Woods entered Jesus College, Cambridge in 1888 and soon became a vibrant part of the social community. He joined port wine and oyster clubs, (known as Rhadegund and the Natives respectively) and played both cricket and rugby during his time at the university. He had also applied to Oxford University, who had turned him down, not realising his sporting abilities. He made his debut for the university at Fenner's in May 1888, claiming his first five-wicket haul in first-class cricket when he bowled four members of CI Thornton's XI, and had another one caught. Despite his wickets, he was relatively expensive, and the visiting side beat Cambridge easily. A week later, Woods improved on his performance against a 'Gentlemen of England' side which was also captained by Thornton, and claimed seven wickets in the first innings and another five in the second innings, top-scoring with the bat for Cambridge in-between, to help the university to a six wicket victory. This match also saw Woods take the only first-class hat-trick of his career.

He continued to bowl effectively for the university side, claiming another twelve wickets during a match against Yorkshire, nine of the twelve being bowled. He topped both the batting and the bowling averages for Cambridge during his first year, and gained his Blue in cricket, claiming six wickets in Oxford University's only innings of a match that was drawn, due to rain, with Cambridge the better of the two sides. In Geoffrey Bolton's History of the O.U.C.C., the author offers the opinion that the Cambridge side relied on the bowling of Woods, and although the rain initially softened the ground too much for his fast bowling, "when it had dried, he was irresistible." He also gained a Blue in rugby union, despite breaking his collarbone in an early game for the university. He also gained colours for Jesus College in both rugby and soccer.
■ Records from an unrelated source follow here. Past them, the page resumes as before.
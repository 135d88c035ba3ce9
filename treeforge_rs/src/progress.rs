//! Progress UI utilities (spinner, status lines).

use std::time::Duration;

use console::style;
use indicatif::{ProgressBar, ProgressStyle};

/// Spinner for operations that wait on the network or the disk.
pub struct Spinner {
    bar: ProgressBar,
}

impl Spinner {
    pub fn new(message: &str) -> Self {
        let bar = ProgressBar::new_spinner();
        bar.set_style(
            ProgressStyle::default_spinner()
                .tick_strings(&["⠋", "⠙", "⠹", "⠸", "⠼", "⠴", "⠦", "⠧", "⠇", "⠏"])
                .template("{spinner:.cyan} {msg}")
                .expect("valid template"),
        );
        bar.set_message(message.to_string());
        bar.enable_steady_tick(Duration::from_millis(80));
        Self { bar }
    }

    /// Finish with success message (green checkmark)
    pub fn finish_success(&self, message: &str) {
        self.bar.finish_and_clear();
        success(message);
    }

    /// Finish with error message (red cross)
    pub fn finish_error(&self, message: &str) {
        self.bar.finish_and_clear();
        eprintln!("{} {}", style("✗").red().bold(), message);
    }

    /// Clear the spinner without a closing message
    pub fn finish_clear(&self) {
        self.bar.finish_and_clear();
    }
}

/// Print a success message (green checkmark)
pub fn success(message: &str) {
    println!("{} {}", style("✓").green().bold(), message);
}
use std::sync::Arc;

use anyhow::{Context, Result};

use crate::models::Config;
use crate::server::ToolServer;
use crate::services::Pipeline;

pub async fn handle_serve(config: Arc<Config>) -> Result<()> {
    let pipeline = Pipeline::new(config).context("failed to initialize pipeline")?;
    ToolServer::new(Arc::new(pipeline))
        .run_stdio()
        .await
        .context("tool server failed")
}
During his first year at Cambridge, Woods made his first appearances in the Gentlemen v Players fixture, representing the Gentlemen at both Lord's and The Oval in early July. In the first of the two matches, he claimed five wickets in each innings to help secure the Gentlemen a narrow five run victory. He collected another five wickets in the first innings of the match at The Oval, but could not prevent the Players achieving an innings victory, scoring a duck in the first innings and six runs in the second.

===Test debut===
During 1888, the sixth Australian team formed and travelled to England to contest three Tests and over 30 first-class matches. The squad was considered to be relatively weak, particularly in the batting, where only four players had any experience of English conditions. H.S Altham described them as leaving Australia "amid a chorus of gloomy prophecy". In his reminiscences, W. G. Grace expressed his disappointment at George Giffen and Harry Moses, who he rated as Australia's best players, not travelling with the team, and also noted that they missed the bowling of Fred Spofforth. Sammy Jones, an all-rounder from Sydney, fell ill with smallpox early during the tour, and due to the Australians only having a thirteen-man squad, Woods was invited into the tourists squad. His debut for Australia was made just two days after the conclusion of the second of his appearances for the Gentlemen, and was in the first Test of the series. Woods scored 18 and 3 batting from number six, and claimed one wicket during the first innings; the only wicket taken by Australia that did not fall to either Charlie Turner or John Ferris during the match. The match was notable for having the lowest aggregate number of runs scored in a Test match; Australia scored 116 and 60, while England made 53 and 62, totalling 291 runs. The record stood until 1932 when South Africa and Australia totalled less, but remains the second lowest aggregate.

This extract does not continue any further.